A study published in Journal of Oral Microbiology from Aarhus University in Denmark has found that sugary drinks and food increase the risk of periodontal diseases.
While the link between dental caries and a diet high in sugar has been well demonstrated, this study, which critically examined the last 50 years of literature on the topic, has indicated that the occurrence of periodontal diseases may also be encouraged by this type of diet.
One of the authors of the study, Professor, Dr. Odont. Bente Nyvad from the Department of Dentistry and Oral Health at Aarhus University noted that the study revives “the ‘forgotten’ hypothesis that sugar can promote both dental cavities and periodontal diseases.”
“Sugar hasn’t traditionally been associated with the development of periodontal diseases. It’s true that back in the 1970s two American researchers suggested that a diet which was high in carbohydrates could be a common risk factor for both dental diseases and inflammatory diseases such as diabetes, obesity and heart disease, but this knowledge was largely forgotten again.
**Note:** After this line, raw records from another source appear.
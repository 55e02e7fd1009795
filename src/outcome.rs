//! Apply result and outcome types.
//!
//! Every apply call classifies what it actually *did* — create, update,
//! apply, replace, or nothing — separately from whether it succeeded, so a
//! caller can tell a no-op from a failure and skip redundant downstream
//! writes.

use std::fmt;
use std::time::Duration;

use serde::{Deserialize, Serialize};

use crate::error::ConvergeError;
use crate::object::RemoteObject;
use crate::reference::ResourceRef;

/// What an apply call did. Exactly one per result.
#[derive(Debug, Clone, Copy, PartialEq, Eq, Hash, Serialize, Deserialize)]
#[serde(rename_all = "snake_case")]
pub enum ApplyOutcome {
    /// The object did not exist and was created.
    Create,
    /// An existing object was patched with a non-empty diff.
    Update,
    /// A server-side apply patch was issued.
    Apply,
    /// An existing object was replaced wholesale.
    Replace,
    /// The existing object already matched the desired state.
    NoOp,
}

impl fmt::Display for ApplyOutcome {
    fn fmt(&self, f: &mut fmt::Formatter<'_>) -> fmt::Result {
        let s = match self {
            Self::Create => "create",
            Self::Update => "update",
            Self::Apply => "apply",
            Self::Replace => "replace",
            Self::NoOp => "no_op",
        };
        write!(f, "{s}")
    }
}

/// The result of converging one object.
///
/// Carries its own error instead of being wrapped in `Result`: batch apply
/// needs per-item failures as plain values that never abort sibling items.
#[derive(Debug)]
pub struct ApplyResult {
    /// Identity of the object this result is about.
    pub resource: ResourceRef,

    /// What the apply call did (best known outcome on failure).
    pub outcome: ApplyOutcome,

    /// Whether the operation succeeded.
    pub success: bool,

    /// The terminal error, if the operation failed.
    pub error: Option<ConvergeError>,

    /// The object as the server returned it (or the unchanged existing
    /// object for a no-op).
    pub applied: Option<RemoteObject>,

    /// Total attempts made, including the first (always >= 1).
    pub attempts: u32,

    /// Wall-clock time measured around the whole retry loop.
    pub duration: Duration,
}

impl ApplyResult {
    /// Creates a successful result.
    #[must_use]
    pub fn succeeded(
        resource: ResourceRef,
        outcome: ApplyOutcome,
        applied: RemoteObject,
        attempts: u32,
        duration: Duration,
    ) -> Self {
        Self {
            resource,
            outcome,
            success: true,
            error: None,
            applied: Some(applied),
            attempts: attempts.max(1),
            duration,
        }
    }

    /// Creates a failed result.
    #[must_use]
    pub fn failed(
        resource: ResourceRef,
        outcome: ApplyOutcome,
        error: ConvergeError,
        attempts: u32,
        duration: Duration,
    ) -> Self {
        Self {
            resource,
            outcome,
            success: false,
            error: Some(error),
            applied: None,
            attempts: attempts.max(1),
            duration,
        }
    }

    /// Returns true if the apply made no observable change.
    #[must_use]
    pub const fn is_no_op(&self) -> bool {
        self.success && matches!(self.outcome, ApplyOutcome::NoOp)
    }
}

/// Aggregated result of a batch apply.
///
/// Invariant: `total == results.len() == succeeded + failed`.
#[derive(Debug, Default)]
pub struct BatchResult {
    /// One result per input item, in input order.
    pub results: Vec<ApplyResult>,

    /// Number of items in the batch.
    pub total: usize,

    /// Number of items that converged successfully.
    pub succeeded: usize,

    /// Number of items that failed after retries.
    pub failed: usize,

    /// Wall-clock time for the whole batch.
    pub duration: Duration,
}

impl BatchResult {
    /// Builds a batch result from per-item results, computing the tallies.
    #[must_use]
    pub fn from_results(results: Vec<ApplyResult>, duration: Duration) -> Self {
        let total = results.len();
        let succeeded = results.iter().filter(|r| r.success).count();
        Self {
            total,
            succeeded,
            failed: total - succeeded,
            results,
            duration,
        }
    }

    /// Returns true if every item in the batch succeeded.
    #[must_use]
    pub fn all_succeeded(&self) -> bool {
        self.failed == 0
    }
}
“, there is general agreement that the above-mentioned diseases are associated with a high sugar intake. However, a hypothesis that could link and explain the two major dental diseases, caries and periodontitis, has been lacking.”
Professor Nyvad emphasised that given the link between sugar and periodontal diseases, that a healthy diet and the important of maintaining good oral hygiene habits needs to continue to be prioritised.